* **ACTION ITEM**: Nothing in the entries should be altered. Write them out in full.

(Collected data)
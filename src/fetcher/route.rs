use serde::{Deserialize, Serialize};
use url::form_urlencoded;

use crate::app::{Result, TributaryError};

/// Placeholder in a route template that receives the encoded feed URL.
pub const URL_PLACEHOLDER: &str = "{url}";

/// How the feed text is carried in a route's response body.
#[derive(Debug, Clone, PartialEq, Eq, Serialize, Deserialize)]
#[serde(tag = "kind", rename_all = "snake_case")]
pub enum Envelope {
    /// A JSON object holding the feed text in a string field.
    Json { field: String },
    /// The body is the feed text.
    Raw,
}

/// One alternate transport path to a feed, usually a CORS-style proxy.
#[derive(Debug, Clone, PartialEq, Eq, Serialize, Deserialize)]
pub struct Route {
    pub name: String,
    pub template: String,
    pub envelope: Envelope,
}

impl Route {
    pub fn new(name: impl Into<String>, template: impl Into<String>, envelope: Envelope) -> Self {
        Self {
            name: name.into(),
            template: template.into(),
            envelope,
        }
    }

    /// The routes used when the configuration does not name any.
    pub fn defaults() -> Vec<Route> {
        vec![
            Route::new(
                "allorigins",
                "https://api.allorigins.win/get?url={url}",
                Envelope::Json {
                    field: "contents".to_string(),
                },
            ),
            Route::new(
                "codetabs",
                "https://api.codetabs.com/v1/proxy?quest={url}",
                Envelope::Raw,
            ),
        ]
    }

    /// Substitute the query-encoded `target` into the template.
    pub fn request_url(&self, target: &str) -> String {
        let encoded: String = form_urlencoded::byte_serialize(target.as_bytes()).collect();
        self.template.replace(URL_PLACEHOLDER, &encoded)
    }

    /// Pull the feed text out of a response body.
    pub fn extract(&self, body: &[u8]) -> Result<String> {
        match &self.envelope {
            Envelope::Json { field } => {
                let value: serde_json::Value = serde_json::from_slice(body)?;
                value
                    .get(field)
                    .and_then(serde_json::Value::as_str)
                    .map(String::from)
                    .ok_or_else(|| {
                        TributaryError::Envelope(format!("missing string field `{}`", field))
                    })
            }
            Envelope::Raw => Ok(String::from_utf8_lossy(body).into_owned()),
        }
    }
}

* **YOUR RESPONSE**:
filename src/fetcher/route.rs
use serde::{Deserialize, Serialize};
use url::form_urlencoded;

use crate::app::{Result, TributaryError};

/// Placeholder in a route template that receives the encoded feed URL.
pub const URL_PLACEHOLDER: &str = "{url}";

/// How the feed text is carried in a route's response body.
#[derive(Debug, Clone, PartialEq, Eq, Serialize, Deserialize)]
#[serde(tag = "kind", rename_all = "snake_case")]
pub enum Envelope {
    /// A JSON object holding the feed text in a string field.
    Json { field: String },
    /// The body is the feed text.
    Raw,
}

/// One alternate transport path to a feed, usually a CORS-style proxy.
#[derive(Debug, Clone, PartialEq, Eq, Serialize, Deserialize)]
pub struct Route {
    pub name: String,
    pub template: String,
    pub envelope: Envelope,
}

impl Route {
    pub fn new(name: impl Into<String>, template: impl Into<String>, envelope: Envelope) -> Self {
        Self {
            name: name.into(),
            template: template.into(),
            envelope,
        }
    }

    /// The routes used when the configuration does not name any.
    pub fn defaults() -> Vec<Route> {
        vec![
            Route::new(
                "allorigins",
                "https://api.allorigins.win/get?url={url}",
                Envelope::Json {
                    field: "contents".to_string(),
                },
            ),
            Route::new(
                "codetabs",
                "https://api.codetabs.com/v1/proxy?quest={url}",
                Envelope::Raw,
            ),
        ]
    }

    /// Substitute the query-encoded `target` into the template.
    pub fn request_url(&self, target: &str) -> String {
        let encoded: String = form_urlencoded::byte_serialize(target.as_bytes()).collect();
        self.template.replace(URL_PLACEHOLDER, &encoded)
    }

    /// Pull the feed text out of a response body.
    pub fn extract(&self, body: &[u8]) -> Result<String> {
        match &self.envelope {
            Envelope::Json { field } => {
                let value: serde_json::Value = serde_json::from_slice(body)?;
                value
                    .get(field)
                    .and_then(serde_json::Value::as_str)
                    .map(String::from)
                    .ok_or_else(|| {
                        TributaryError::Envelope(format!("missing string field `{}`", field))
                    })
            }
            Envelope::Raw => Ok(String::from_utf8_lossy(body).into_owned()),
        }
    }
}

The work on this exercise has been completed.